11 October 2021
The Impact of Climate Change on Rivers
Rivers provide life and sustenance to humans, plants and animals and they were our very first highways before roads were made. There are 165 major rivers on planet earth, mostly flowing south with the exception of four of the longest rivers that flow north.
Our rivers are the first areas to be heavily impacted by climate change. Rising temperatures, frequent extreme storms and changes in season precipitation rates are finally taking their toll. We have to remember that climate change equals water change.
River communities are seeing increased flooding, droughts and waterborne diseases which are all having extreme impacts on their daily lives. Our drinking water comes directly or indirectly from streams and rivers. It, therefore, makes sense that when our rivers and streams become polluted, so does our drinking water.
Read our blog on Dangerous Pathogens found in Rivers
To put it mildly, the future does not look good unless we take drastic action.
Rising temperatures in rivers affect aquatic life
Aquatic species all have a preferred temperature range in which they live, and when this range is affected, this can cause the death of species that cannot live in warmer waters. Moreover, a rise in water temperature also affects water chemistry.
Groundwater, for example, can have a higher electrical conductivity as the higher water temperature dissolves more minerals from the surrounding rocks. Warm water holds less dissolved oxygen than cold water, which means there is ultimately less oxygen for aquatic life. Certain water compounds also become more toxic once temperatures rise.
Let’s take trout or salmon, for example. These fish are cold-water species and therefore require cold water for their very survival. If our river temperatures keep rising, these fish will be replaced by species able to live in warmer waters and trout and salmon meals will become a thing of the past.
Why Algal blooms can be deadly
If our river temperatures keep rising we risk excessive algal blooms which are very harmful to aquatic life, humans and our global economy. In order to maintain water quality, we have to reduce excess nutrient pollution. So when rising water temperatures and excess nutrients such as phosphorus and nitrogen enter the rivers and lakes, we see algal blooms. When this happens it reduces the amount of oxygen available to aquatic life, causing dead zones where no life can flourish.
Not only do algal blooms affect aquatic life, but the water quality also becomes severely affected resulting in unsafe drinking water that requires costly additional water treatment. It becomes a vicious loop.
Drinking water will become costly
With more frequent storms come heavier rainfall, which in turn causes pollutant runoff and sedimentation in our rivers and lakes. This complicates treatment in source waters and pushes up the costs of treating drinking water. Ultimately it is the consumer who bears this cost, which means that drinking water will become very expensive.
We can expect more droughts as climate change increases. Less rainfall means less drinking water.
Rising sea levels are also inviting more saltwater intrusion into our lakes and rivers, affecting the availability and quality of source water.
What is the solution?
Protecting and restoring rivers must be part of the global solution along with decreasing global warming pollution. There are many wonderful river restoration projects across the globe that focus on protecting rivers. Grasses, shrubs and trees are planted along the stream and river banks to create a buffer. Buffers improve water quality by filtering pollutants and sediments from soil runoff and they also help to keep the water cool by providing necessary shade.

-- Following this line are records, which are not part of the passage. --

use serde::{Deserialize, Serialize};

/// Timing and layout knobs for a presentation.
///
/// Every field has a default, so a manifest only needs to name what it
/// overrides: `"config": { "chart_ms": 500 }`.
#[derive(Debug, Clone, Serialize, Deserialize, PartialEq)]
#[serde(default)]
pub struct StoryConfig {
    /// Camera fly duration when entering a chapter.
    pub camera_ms: u64,
    /// Gap between a marker appearing and its popup appearing.
    pub marker_settle_ms: u64,
    /// Exit transition length for markers and popups.
    pub exit_fade_ms: u64,
    /// Half-period of a path highlight pulse.
    pub pulse_interval_ms: u64,
    /// Upper bound on highlight pulses after a path finishes drawing.
    pub max_pulses: u32,
    /// Chart value interpolation length.
    pub chart_ms: u64,
    /// Chart fade-out before it is removed from layout.
    pub chart_fade_ms: u64,
    /// Width of the chart bar container in CSS pixels.
    pub chart_width_px: f64,
    /// How long a transition must have run before a fast-path chapter may
    /// preempt it.
    pub fast_path_guard_ms: u64,
    /// Hard ceiling on a single transition; past it the transition is forced
    /// to settle.
    pub transition_timeout_ms: u64,
    /// Chapter that hides the chart.
    pub intro_chapter: String,
}

impl Default for StoryConfig {
    fn default() -> Self {
        Self {
            camera_ms: 2000,
            marker_settle_ms: 300,
            exit_fade_ms: 400,
            pulse_interval_ms: 400,
            max_pulses: 3,
            chart_ms: 750,
            chart_fade_ms: 300,
            chart_width_px: 300.0,
            fast_path_guard_ms: 250,
            transition_timeout_ms: 8000,
            intro_chapter: "intro".to_string(),
        }
    }
}
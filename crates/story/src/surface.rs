//! Capability interfaces for the external map and chart renderers.
//!
//! Choreography only ever talks to these traits, so it runs the same against
//! a browser map, a headless recorder, or a test double.

use foundation::geo::{Camera, LonLat, PixelOffset};
use foundation::handles::{MarkerHandle, PopupHandle, VisualHandle};
use foundation::ids::LayerId;

use crate::chart::ChartLayout;
use crate::error::SurfaceError;
use crate::script::{AnnotationPoint, LineStyle, Popup};

/// How a viewport change reports completion.
#[derive(Debug, Copy, Clone, PartialEq, Eq)]
pub enum MoveCompletion {
    /// The camera is already in place.
    Immediate,
    /// The move finishes after a known duration.
    AfterMs(u64),
    /// The host will call `Presentation::viewport_settled` when the move ends.
    External,
}

pub trait MapSurface {
    fn set_viewport(
        &mut self,
        camera: &Camera,
        duration_ms: u64,
    ) -> Result<MoveCompletion, SurfaceError>;

    /// Updates the legend and date-range captions shown over the map.
    fn set_captions(&mut self, legend: &str, date_range: &str) -> Result<(), SurfaceError>;

    fn add_line_layer(&mut self, id: &LayerId, style: &LineStyle) -> Result<(), SurfaceError>;

    /// Replaces the drawn coordinates of a line layer.
    fn set_line_coords(&mut self, id: &LayerId, coords: &[LonLat]) -> Result<(), SurfaceError>;

    fn set_line_highlight(&mut self, id: &LayerId, highlighted: bool)
    -> Result<(), SurfaceError>;

    fn set_layer_visible(&mut self, id: &LayerId, visible: bool) -> Result<(), SurfaceError>;

    fn remove_layer(&mut self, id: &LayerId) -> Result<(), SurfaceError>;

    /// Places a marker with its entrance transition already running.
    fn place_marker(&mut self, point: &AnnotationPoint) -> Result<MarkerHandle, SurfaceError>;

    fn place_popup(
        &mut self,
        coord: LonLat,
        popup: &Popup,
        offset: PixelOffset,
    ) -> Result<PopupHandle, SurfaceError>;

    /// Starts the exit transition of a marker or popup. The caller removes it
    /// once `duration_ms` has elapsed.
    fn begin_exit(&mut self, visual: VisualHandle, duration_ms: u64);

    fn remove_marker(&mut self, handle: MarkerHandle);

    fn remove_popup(&mut self, handle: PopupHandle);
}

#[derive(Debug, Copy, Clone, PartialEq, Eq)]
pub enum ChartVisibility {
    Visible,
    /// Fading out; still occupies layout.
    FadingOut,
    /// Removed from layout.
    Hidden,
}

pub trait ChartSurface {
    fn set_visibility(&mut self, visibility: ChartVisibility);

    /// Draws one frame of bars.
    fn render(&mut self, layout: &ChartLayout);
}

Moving Water Alliance is an organisation that supports beach and river cleanup organisations and encourages riverbank restoration projects across the globe.
We can each do our part, it’s not difficult. It just requires a few minor adjustments to your lifestyle.
4 things we can do to help:
- Use only environmentally-friendly cleaning products in your home as whatever you flush down your drain ends up back in the rivers.
- Preserver water by using it sparingly. That means you need to turn off your tap while you’re brushing your teeth and be sure to only use your washing machine when you can do a full load. You should also consider timing your shower time as a 10-minute shower uses roughly 25 – 50 gallons of water, depending on your shower head flow. You can also consider catching water from your shower in a large bucket while you wait for the water to heat. This water can then be used to water your plants or flush your toilet. You could also consider installing a low-flow shower head to help you save more water.
- Since energy production requires water to cool power plants, it makes sense to turn off appliances and lights when not in use to save electricity and the water used for the cooling process.
- Since so much plastic ends up in our rivers, it also makes sense to avoid single-use plastic. Take your own fabric shopping bags along when you buy groceries, and your own coffee mug when you buy takeout coffee. Eliminate plastic straws from your life and buy environmentally-friendly bamboo straws instead. Learn how to recycle properly so that your plastic doesn’t end up in our rivers.
Want to know how much water your household uses? Use this handy Water Calculator.
If we don’t take drastic action now, not only will we end up with heavily polluted rivers and reduced aquatic life, but we will suffer severe water scarcity which means many of our citizens will die. As it stands, 1.1 billion people currently lack access to water and a total of 2.7 billion find water scarce for at least one month of the year, according to WWF.